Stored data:
+ + + + + + +

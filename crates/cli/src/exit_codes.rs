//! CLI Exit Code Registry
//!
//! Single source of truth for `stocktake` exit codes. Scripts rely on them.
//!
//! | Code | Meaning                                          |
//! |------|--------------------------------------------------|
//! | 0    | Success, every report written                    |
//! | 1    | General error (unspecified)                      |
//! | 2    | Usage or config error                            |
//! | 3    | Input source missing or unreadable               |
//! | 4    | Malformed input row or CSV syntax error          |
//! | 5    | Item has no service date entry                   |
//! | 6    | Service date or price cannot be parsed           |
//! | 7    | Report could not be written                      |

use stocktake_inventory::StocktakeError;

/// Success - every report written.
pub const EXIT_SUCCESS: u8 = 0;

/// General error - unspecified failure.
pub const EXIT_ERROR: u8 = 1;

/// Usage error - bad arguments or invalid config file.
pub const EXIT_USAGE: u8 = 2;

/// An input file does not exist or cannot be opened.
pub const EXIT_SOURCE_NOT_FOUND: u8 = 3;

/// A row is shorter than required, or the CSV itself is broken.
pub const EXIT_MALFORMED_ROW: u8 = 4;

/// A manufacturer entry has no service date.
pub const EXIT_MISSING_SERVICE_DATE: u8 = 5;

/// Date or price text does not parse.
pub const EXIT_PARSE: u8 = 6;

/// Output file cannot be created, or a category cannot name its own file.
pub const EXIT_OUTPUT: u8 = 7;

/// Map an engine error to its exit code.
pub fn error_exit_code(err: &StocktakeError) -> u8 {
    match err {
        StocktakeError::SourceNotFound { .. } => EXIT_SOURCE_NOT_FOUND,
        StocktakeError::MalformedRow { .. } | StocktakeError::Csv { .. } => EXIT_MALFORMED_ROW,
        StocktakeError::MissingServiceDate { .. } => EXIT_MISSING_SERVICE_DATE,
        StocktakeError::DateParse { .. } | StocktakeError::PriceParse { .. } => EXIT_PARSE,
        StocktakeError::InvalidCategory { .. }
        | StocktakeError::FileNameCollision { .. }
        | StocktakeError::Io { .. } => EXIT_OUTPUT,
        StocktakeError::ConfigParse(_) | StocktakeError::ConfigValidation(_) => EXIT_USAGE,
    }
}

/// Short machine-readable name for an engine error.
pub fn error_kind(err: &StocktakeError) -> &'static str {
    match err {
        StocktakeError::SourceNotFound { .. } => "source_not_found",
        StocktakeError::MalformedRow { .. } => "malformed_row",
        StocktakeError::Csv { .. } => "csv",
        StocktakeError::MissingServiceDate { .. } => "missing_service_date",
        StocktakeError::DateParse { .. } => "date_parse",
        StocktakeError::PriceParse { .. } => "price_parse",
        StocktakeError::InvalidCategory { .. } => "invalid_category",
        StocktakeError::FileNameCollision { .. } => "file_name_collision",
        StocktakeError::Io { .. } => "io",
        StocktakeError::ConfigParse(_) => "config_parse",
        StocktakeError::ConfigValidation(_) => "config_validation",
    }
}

+ + + + + + +

How to complete this task:
Repeat each line above exactly as it stands.

Solution to the exercise:
filename crates/cli/src/exit_codes.rs
//! CLI Exit Code Registry
//!
//! Single source of truth for `stocktake` exit codes. Scripts rely on them.
//!
//! | Code | Meaning                                          |
//! |------|--------------------------------------------------|
//! | 0    | Success, every report written                    |
//! | 1    | General error (unspecified)                      |
//! | 2    | Usage or config error                            |
//! | 3    | Input source missing or unreadable               |
//! | 4    | Malformed input row or CSV syntax error          |
//! | 5    | Item has no service date entry                   |
//! | 6    | Service date or price cannot be parsed           |
//! | 7    | Report could not be written                      |

use stocktake_inventory::StocktakeError;

/// Success - every report written.
pub const EXIT_SUCCESS: u8 = 0;

/// General error - unspecified failure.
pub const EXIT_ERROR: u8 = 1;

/// Usage error - bad arguments or invalid config file.
pub const EXIT_USAGE: u8 = 2;

/// An input file does not exist or cannot be opened.
pub const EXIT_SOURCE_NOT_FOUND: u8 = 3;

/// A row is shorter than required, or the CSV itself is broken.
pub const EXIT_MALFORMED_ROW: u8 = 4;

/// A manufacturer entry has no service date.
pub const EXIT_MISSING_SERVICE_DATE: u8 = 5;

/// Date or price text does not parse.
pub const EXIT_PARSE: u8 = 6;

/// Output file cannot be created, or a category cannot name its own file.
pub const EXIT_OUTPUT: u8 = 7;

/// Map an engine error to its exit code.
pub fn error_exit_code(err: &StocktakeError) -> u8 {
    match err {
        StocktakeError::SourceNotFound { .. } => EXIT_SOURCE_NOT_FOUND,
        StocktakeError::MalformedRow { .. } | StocktakeError::Csv { .. } => EXIT_MALFORMED_ROW,
        StocktakeError::MissingServiceDate { .. } => EXIT_MISSING_SERVICE_DATE,
        StocktakeError::DateParse { .. } | StocktakeError::PriceParse { .. } => EXIT_PARSE,
        StocktakeError::InvalidCategory { .. }
        | StocktakeError::FileNameCollision { .. }
        | StocktakeError::Io { .. } => EXIT_OUTPUT,
        StocktakeError::ConfigParse(_) | StocktakeError::ConfigValidation(_) => EXIT_USAGE,
    }
}

/// Short machine-readable name for an engine error.
pub fn error_kind(err: &StocktakeError) -> &'static str {
    match err {
        StocktakeError::SourceNotFound { .. } => "source_not_found",
        StocktakeError::MalformedRow { .. } => "malformed_row",
        StocktakeError::Csv { .. } => "csv",
        StocktakeError::MissingServiceDate { .. } => "missing_service_date",
        StocktakeError::DateParse { .. } => "date_parse",
        StocktakeError::PriceParse { .. } => "price_parse",
        StocktakeError::InvalidCategory { .. } => "invalid_category",
        StocktakeError::FileNameCollision { .. } => "file_name_collision",
        StocktakeError::Io { .. } => "io",
        StocktakeError::ConfigParse(_) => "config_parse",
        StocktakeError::ConfigValidation(_) => "config_validation",
    }
}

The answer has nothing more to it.